Stored data
• • •

//! Physical frame allocator.
//!
//! The coremap owns every physical frame left after boot. It keeps one
//! [`FrameDescriptor`] per frame and hands out contiguous runs of frames with a
//! first-fit search. The descriptor array itself lives in the first frames of
//! the managed range, which are excluded from allocation.
//!
//! Until [`Coremap::initialize`] runs, allocations are served by the machine's
//! bump allocator (`ram_stealmem`). Those frames are permanently lost to the
//! coremap and can never be released.

use std::sync::Arc;

use log::{debug, trace};
use synch::{Spinlock, SplGuard};

use crate::{
    AddressSpaceId, FrameDescriptor, FrameNumber, FrameState, HumanSize, Machine, PAGE_SIZE,
    PhysicalAddress, VmError,
};

/// Bytes of physical memory reserved per tracked frame for its descriptor.
pub const FRAME_DESCRIPTOR_SIZE: usize = 16;

struct CoremapState {
    initialized: bool,
    /// First frame managed by the allocator.
    base: FrameNumber,
    frames: Vec<FrameDescriptor>,
    free_count: usize,
    /// No free frame exists below this index.
    next_free: usize,
}

impl CoremapState {
    fn index_of(&self, paddr: PhysicalAddress) -> usize {
        assert!(
            paddr.is_aligned(PAGE_SIZE),
            "physical address {paddr} is not page aligned"
        );
        let frame = paddr.frame_number();
        assert!(
            frame >= self.base && frame - self.base < self.frames.len(),
            "physical address {paddr} is not managed by the coremap"
        );
        frame - self.base
    }

    fn find_run(&self, npages: usize) -> Option<usize> {
        let mut start = self.next_free;
        let mut len = 0;
        for (index, frame) in self.frames.iter().enumerate().skip(self.next_free) {
            if frame.state.is_free() {
                if len == 0 {
                    start = index;
                }
                len += 1;
                if len == npages {
                    return Some(start);
                }
            } else {
                len = 0;
            }
        }
        None
    }

    fn advance_hint(&mut self) {
        while self.next_free < self.frames.len() && !self.frames[self.next_free].state.is_free() {
            self.next_free += 1;
        }
    }
}

/// The physical frame allocator.
pub struct Coremap {
    machine: Arc<Machine>,
    state: Spinlock<CoremapState>,
}

impl Coremap {
    /// Creates a coremap in bootstrap mode on top of `machine`.
    pub fn new(machine: Arc<Machine>) -> Self {
        Self {
            machine,
            state: Spinlock::new(
                "coremap",
                CoremapState {
                    initialized: false,
                    base: FrameNumber::new(0),
                    frames: Vec::new(),
                    free_count: 0,
                    next_free: 0,
                },
            ),
        }
    }

    pub fn machine(&self) -> &Arc<Machine> {
        &self.machine
    }

    /// Takes over all physical memory the boot phase left unused.
    ///
    /// The descriptor array is sized for every remaining frame and placed at the
    /// start of the range; the frames after it become allocatable.
    ///
    /// # Panics
    ///
    /// Panics if called twice, or if the remaining memory cannot even hold the
    /// descriptor array.
    pub fn initialize(&self) {
        let mut state = self.state.lock();
        assert!(!state.initialized, "coremap initialized twice");

        let (first, last) = self.machine.ram_getsize();
        let total = (last - first) / PAGE_SIZE;
        let reserved = (total * FRAME_DESCRIPTOR_SIZE).div_ceil(PAGE_SIZE);
        assert!(
            reserved < total,
            "not enough memory for the coremap ({total} frames)"
        );

        let base = first.frame_number() + reserved;
        let tracked = total - reserved;
        assert_eq!(base.as_usize() + tracked, last.frame_number().as_usize());

        self.machine.fill(first, 0, reserved * PAGE_SIZE);

        state.frames = (0..tracked)
            .map(|i| FrameDescriptor::free((base + i).start().kernel_alias()))
            .collect();
        state.base = base;
        state.free_count = tracked;
        state.next_free = 0;
        state.initialized = true;

        debug!(
            "coremap: {} descriptors at {first}, managing {} from {}",
            HumanSize::pages(reserved),
            HumanSize::pages(tracked),
            base.start(),
        );
    }

    pub fn is_initialized(&self) -> bool {
        self.state.lock().initialized
    }

    /// Allocates a run of `npages` physically contiguous frames on behalf of
    /// `owner` (`None` for the kernel) and returns the first frame's address.
    ///
    /// Before [`initialize`](Self::initialize) this steals memory from the
    /// machine instead.
    pub fn allocate(
        &self,
        npages: usize,
        owner: Option<AddressSpaceId>,
    ) -> Result<PhysicalAddress, VmError> {
        if npages == 0 {
            return Err(VmError::InvalidArgument);
        }

        let mut state = self.state.lock();
        if !state.initialized {
            drop(state);
            let _spl = SplGuard::raise();
            return self
                .machine
                .ram_stealmem(npages)
                .ok_or(VmError::OutOfMemory);
        }

        let Some(start) = state.find_run(npages) else {
            trace!("coremap: no run of {npages} free frames");
            return Err(VmError::OutOfMemory);
        };

        for (i, frame) in state.frames[start..start + npages].iter_mut().enumerate() {
            assert!(
                frame.state.is_free(),
                "frame {} allocated twice",
                frame.vaddr
            );
            frame.state = FrameState::Dirty;
            frame.owner = owner;
            frame.run_length = if i == 0 { npages } else { 0 };
        }
        state.free_count -= npages;
        if start == state.next_free {
            state.next_free = start + npages;
            state.advance_hint();
        }

        let paddr = (state.base + start).start();
        trace!("coremap: {npages} frames at {paddr} for {owner:?}");
        Ok(paddr)
    }

    /// Returns the run starting at `paddr` to the free pool.
    ///
    /// # Panics
    ///
    /// Panics if `paddr` is not the first frame of an allocated run, including
    /// memory that was stolen before the coremap was initialized.
    pub fn release(&self, paddr: PhysicalAddress) {
        let mut state = self.state.lock();
        assert!(state.initialized, "release of {paddr} before coremap init");
        let index = state.index_of(paddr);
        assert!(
            state.frames[index].starts_run(),
            "release of {paddr}, which does not start an allocated run"
        );

        let npages = state.frames[index].run_length;
        for frame in &mut state.frames[index..index + npages] {
            frame.state = FrameState::Free;
            frame.owner = None;
            frame.run_length = 0;
        }
        state.free_count += npages;
        state.next_free = state.next_free.min(index);
        trace!("coremap: released {npages} frames at {paddr}");
    }

    /// Number of free frames.
    pub fn free_frames(&self) -> usize {
        self.state.lock().free_count
    }

    /// Number of frames the coremap manages, allocated or not.
    pub fn total_frames(&self) -> usize {
        self.state.lock().frames.len()
    }

    /// Returns the descriptor of the frame containing `paddr`, if it is managed.
    pub fn descriptor(&self, paddr: PhysicalAddress) -> Option<FrameDescriptor> {
        let state = self.state.lock();
        let frame = paddr.frame_number();
        if frame < state.base {
            return None;
        }
        state.frames.get(frame - state.base).copied()
    }

    pub fn frame_state(&self, paddr: PhysicalAddress) -> Option<FrameState> {
        self.descriptor(paddr).map(|d| d.state)
    }

    pub fn owner_of(&self, paddr: PhysicalAddress) -> Option<AddressSpaceId> {
        self.descriptor(paddr).and_then(|d| d.owner)
    }
}

#[cfg(test)]
mod tests {
    use super::*;

    const RAM_PAGES: usize = 512;
    const KERNEL_PAGES: usize = 4;

    fn coremap() -> Coremap {
        let machine = Arc::new(Machine::new(RAM_PAGES * PAGE_SIZE, KERNEL_PAGES * PAGE_SIZE));
        Coremap::new(machine)
    }

    fn initialized() -> Coremap {
        let cm = coremap();
        cm.initialize();
        cm
    }

    #[test]
    fn bootstrap_allocations_steal_memory() {
        let cm = coremap();
        let a = cm.allocate(2, None).unwrap();
        let b = cm.allocate(1, None).unwrap();
        assert_eq!(a.as_usize(), KERNEL_PAGES * PAGE_SIZE);
        assert_eq!(b.as_usize(), (KERNEL_PAGES + 2) * PAGE_SIZE);
        assert!(!cm.is_initialized());
    }

    #[test]
    fn initialize_reserves_descriptor_frames() {
        let cm = initialized();
        let total = RAM_PAGES - KERNEL_PAGES;
        let reserved = (total * FRAME_DESCRIPTOR_SIZE).div_ceil(PAGE_SIZE);
        assert_eq!(cm.total_frames(), total - reserved);
        assert_eq!(cm.free_frames(), cm.total_frames());
    }

    #[test]
    fn stolen_memory_is_excluded_after_initialize() {
        let cm = coremap();
        let stolen = cm.allocate(3, None).unwrap();
        cm.initialize();
        assert!(cm.descriptor(stolen).is_none());
        let fresh = cm.allocate(1, None).unwrap();
        assert!(fresh > stolen);
    }

    #[test]
    #[should_panic(expected = "coremap initialized twice")]
    fn double_initialize_panics() {
        let cm = initialized();
        cm.initialize();
    }

    #[test]
    fn allocate_and_release_run() {
        let cm = initialized();
        let before = cm.free_frames();
        let owner = AddressSpaceId::next();

        let pa = cm.allocate(4, Some(owner)).unwrap();
        assert_eq!(cm.free_frames(), before - 4);
        for i in 0..4 {
            let d = cm.descriptor(pa + i * PAGE_SIZE).unwrap();
            assert_eq!(d.state, FrameState::Dirty);
            assert_eq!(d.owner, Some(owner));
            assert_eq!(d.run_length, if i == 0 { 4 } else { 0 });
        }

        cm.release(pa);
        assert_eq!(cm.free_frames(), before);
        assert_eq!(cm.frame_state(pa), Some(FrameState::Free));
        assert_eq!(cm.owner_of(pa), None);
    }

    #[test]
    fn runs_do_not_overlap() {
        let cm = initialized();
        let a = cm.allocate(3, None).unwrap();
        let b = cm.allocate(2, None).unwrap();
        assert_eq!(b - a, 3 * PAGE_SIZE);
    }

    #[test]
    fn first_fit_reuses_released_hole() {
        let cm = initialized();
        let a = cm.allocate(2, None).unwrap();
        let b = cm.allocate(2, None).unwrap();
        let _c = cm.allocate(2, None).unwrap();

        cm.release(b);
        // Too large for the hole, so it lands after c.
        let d = cm.allocate(3, None).unwrap();
        assert!(d > b);
        // Fits the hole exactly.
        assert_eq!(cm.allocate(2, None).unwrap(), b);
        assert!(a < b);
    }

    #[test]
    fn exhaustion_returns_out_of_memory() {
        let cm = initialized();
        let total = cm.total_frames();
        assert_eq!(cm.allocate(total + 1, None), Err(VmError::OutOfMemory));
        let all = cm.allocate(total, None).unwrap();
        assert_eq!(cm.free_frames(), 0);
        assert_eq!(cm.allocate(1, None), Err(VmError::OutOfMemory));
        cm.release(all);
        assert_eq!(cm.free_frames(), total);
    }

    #[test]
    fn zero_pages_is_rejected() {
        let cm = initialized();
        assert_eq!(cm.allocate(0, None), Err(VmError::InvalidArgument));
    }

    #[test]
    #[should_panic(expected = "does not start an allocated run")]
    fn releasing_inside_a_run_panics() {
        let cm = initialized();
        let pa = cm.allocate(2, None).unwrap();
        cm.release(pa + PAGE_SIZE);
    }

    #[test]
    #[should_panic(expected = "does not start an allocated run")]
    fn double_release_panics() {
        let cm = initialized();
        let pa = cm.allocate(1, None).unwrap();
        cm.release(pa);
        cm.release(pa);
    }

    #[test]
    fn kernel_alias_recorded_per_frame() {
        let cm = initialized();
        let pa = cm.allocate(1, None).unwrap();
        assert_eq!(cm.descriptor(pa).unwrap().vaddr, pa.kernel_alias());
    }

    #[test]
    fn concurrent_allocations_are_disjoint() {
        let cm = Arc::new(initialized());
        let handles: Vec<_> = (0..4)
            .map(|_| {
                let cm = Arc::clone(&cm);
                std::thread::spawn(move || {
                    (0..16)
                        .map(|_| cm.allocate(1, None).unwrap())
                        .collect::<Vec<_>>()
                })
            })
            .collect();

        let mut all: Vec<_> = handles
            .into_iter()
            .flat_map(|h| h.join().unwrap())
            .collect();
        all.sort();
        all.dedup();
        assert_eq!(all.len(), 64);
    }
}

• • •

Task prompt
After reading the records above, work out how many lines contain "allocated" and give that number only.

Your solution
6